Anonymity of online users may offer the advantage of liberating users to be more truthful in sharing their experiences, though it simultaneously presents a new challenge to scientific principles that traditionally require for validity the use of known and verifiable samples. Terms of Use statements on health websites clearly state that authenticity and accuracy of consumer-reported information is the sole responsibility of individual users. Consumer treatment experiences on such sites could plausibly reflect any number of true or false claims (authenticity) from persons with or without vested interests (credibility), including such stakeholders as pharmaceutical industry representatives. Implications following from anonymity have not hindered researchers from utilizing consumer-reported treatment experiences as data. This experiential information may soon also factor into drug safety surveillance and regulatory decision-making processes.

This presentation discusses results from multiple strategies used to investigate the current state of knowledge about and methods for ensuring the authenticity and credibility of online consumer-reported treatment experiences. A systematic search of the literature on web credibility/authenticity/validity/anonymity was conducted using PsycInfo, PubMed, ScienceDirect, EBSCO, and CINAHL databases. An open-ended survey was emailed to 15 professional and consumer health website officials inquiring about their experience with and efforts to control authenticity and credibility of user contributions. Finally, 960 randomly selected consumer reviews of an antidepressant and antipsychotic medication from 4 health websites were inductively coded for consumer-reported drug effects. To assess for evidence of bias, a chi-square test was performed to compare the balance of positive and negative drug effects according to time period of the post and anonymity of the poster.

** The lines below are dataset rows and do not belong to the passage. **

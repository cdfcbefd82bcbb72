use anyhow::Result;
use pretty_assertions::assert_eq;
use serde_json::Value;
use tokio::net::TcpListener;

use vivah::api_server::serve;
use vivah::Config;

async fn spawn_server() -> Result<String> {
    let listener = TcpListener::bind("127.0.0.1:0").await?;
    let addr = listener.local_addr()?;
    let mut config = Config::default();
    config.site.base_url = "https://invite.example".to_string();

    tokio::spawn(async move {
        let _ = serve(listener, config).await;
    });
    Ok(format!("http://{}", addr))
}

async fn get_json(url: &str) -> Result<(u16, Value)> {
    let response = reqwest::get(url).await?;
    let status = response.status().as_u16();
    Ok((status, response.json().await?))
}

#[tokio::test]
async fn test_health() -> Result<()> {
    let base = spawn_server().await?;
    let (status, body) = get_json(&format!("{}/health", base)).await?;
    assert_eq!(status, 200);
    assert_eq!(body["status"], "ok");
    Ok(())
}

#[tokio::test]
async fn test_invitation_card() -> Result<()> {
    let base = spawn_server().await?;
    let (status, card) = get_json(&format!("{}/invitation", base)).await?;
    assert_eq!(status, 200);
    assert_eq!(card["groom_name"], "Neelesh");
    assert_eq!(card["bride_parents"]["title"], "D/o");
    assert_eq!(card["rsvp_contacts"][1]["title"], "Special Request");
    assert_eq!(card["rsvp_link"], "https://wa.me/919828023034");
    Ok(())
}

#[tokio::test]
async fn test_days_respect_events_filter() -> Result<()> {
    let base = spawn_server().await?;

    let (_, all) = get_json(&format!("{}/days", base)).await?;
    assert_eq!(all.as_array().map(Vec::len), Some(6));

    let (_, some) = get_json(&format!("{}/days?events=sangeet,haldi", base)).await?;
    let ids: Vec<_> = some
        .as_array()
        .unwrap()
        .iter()
        .map(|d| d["id"].as_str().unwrap().to_string())
        .collect();
    assert_eq!(ids, vec!["haldi", "sangeet"]);
    assert_eq!(some[1]["theme"]["theme"], "sangeet");
    assert_eq!(some[1]["theme"]["primary"], "#3b82f6");
    Ok(())
}

#[tokio::test]
async fn test_day_detail_and_missing_day() -> Result<()> {
    let base = spawn_server().await?;

    let (status, day) = get_json(&format!("{}/days/2", base)).await?;
    assert_eq!(status, 200);
    assert_eq!(day["image"], "sakdi");
    assert_eq!(day["theme"]["theme"], "ganesh");
    assert_eq!(day["events"][0]["name"], "Sakdi Vinayak");
    assert!(day["events"][0]["google_calendar_url"]
        .as_str()
        .unwrap()
        .contains("dates=20260204/20260204"));

    let (status, missing) = get_json(&format!("{}/days/42", base)).await?;
    assert_eq!(status, 404);
    assert_eq!(missing["success"], false);
    Ok(())
}

#[tokio::test]
async fn test_calendar_endpoint() -> Result<()> {
    let base = spawn_server().await?;

    let (status, google) = get_json(&format!("{}/days/5/events/0/calendar", base)).await?;
    assert_eq!(status, 200);
    assert_eq!(google["provider"], "google");
    assert_eq!(google["date_stamp"], "20260206");
    assert_eq!(google["title"], "Bhaat - Lagan-Laagi-Re");

    let (_, ics) = get_json(&format!("{}/days/5/events/0/calendar?provider=ics", base)).await?;
    assert!(ics["link"]
        .as_str()
        .unwrap()
        .starts_with("data:text/calendar;charset=utf-8,BEGIN%3AVCALENDAR%0A"));

    let (status, _) = get_json(&format!("{}/days/5/events/9/calendar", base)).await?;
    assert_eq!(status, 404);
    Ok(())
}

#[tokio::test]
async fn test_share_link_uses_site_base() -> Result<()> {
    let base = spawn_server().await?;

    let (_, share) = get_json(&format!("{}/share?events=baan,bogus,haldi", base)).await?;
    assert_eq!(share["link"], "https://invite.example?events=baan,haldi");
    assert_eq!(share["events"], serde_json::json!(["baan", "haldi"]));

    let (_, bare) = get_json(&format!("{}/share", base)).await?;
    assert_eq!(bare["link"], "https://invite.example");
    Ok(())
}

Results reveal that, while numerous studies describe how end-users assess credibility of health websites, few studies directly analyze authenticity or credibility of consumer-reported information. However, research on user-contributed information in non-health related fields offer insights into the possible scope and impact of this issue. Survey respondents (n=9) were unable to estimate the prevalence of consumer-reported data that are not authentic or credible, but speculated that the problem may exist. No respondents identified a systematic method for checking or ensuring authenticity or credibility of consumer-reported data. Finally, few statistically significant differences were found across the 960 consumer medications reviews, indicating no consistent pattern of bias. The literature review and surveyed website officials, however, suggest that continued vigilance and additional research is necessary. This presentation will end with suggestions for future research to help establish the validity of anonymous consumer-reported Internet data.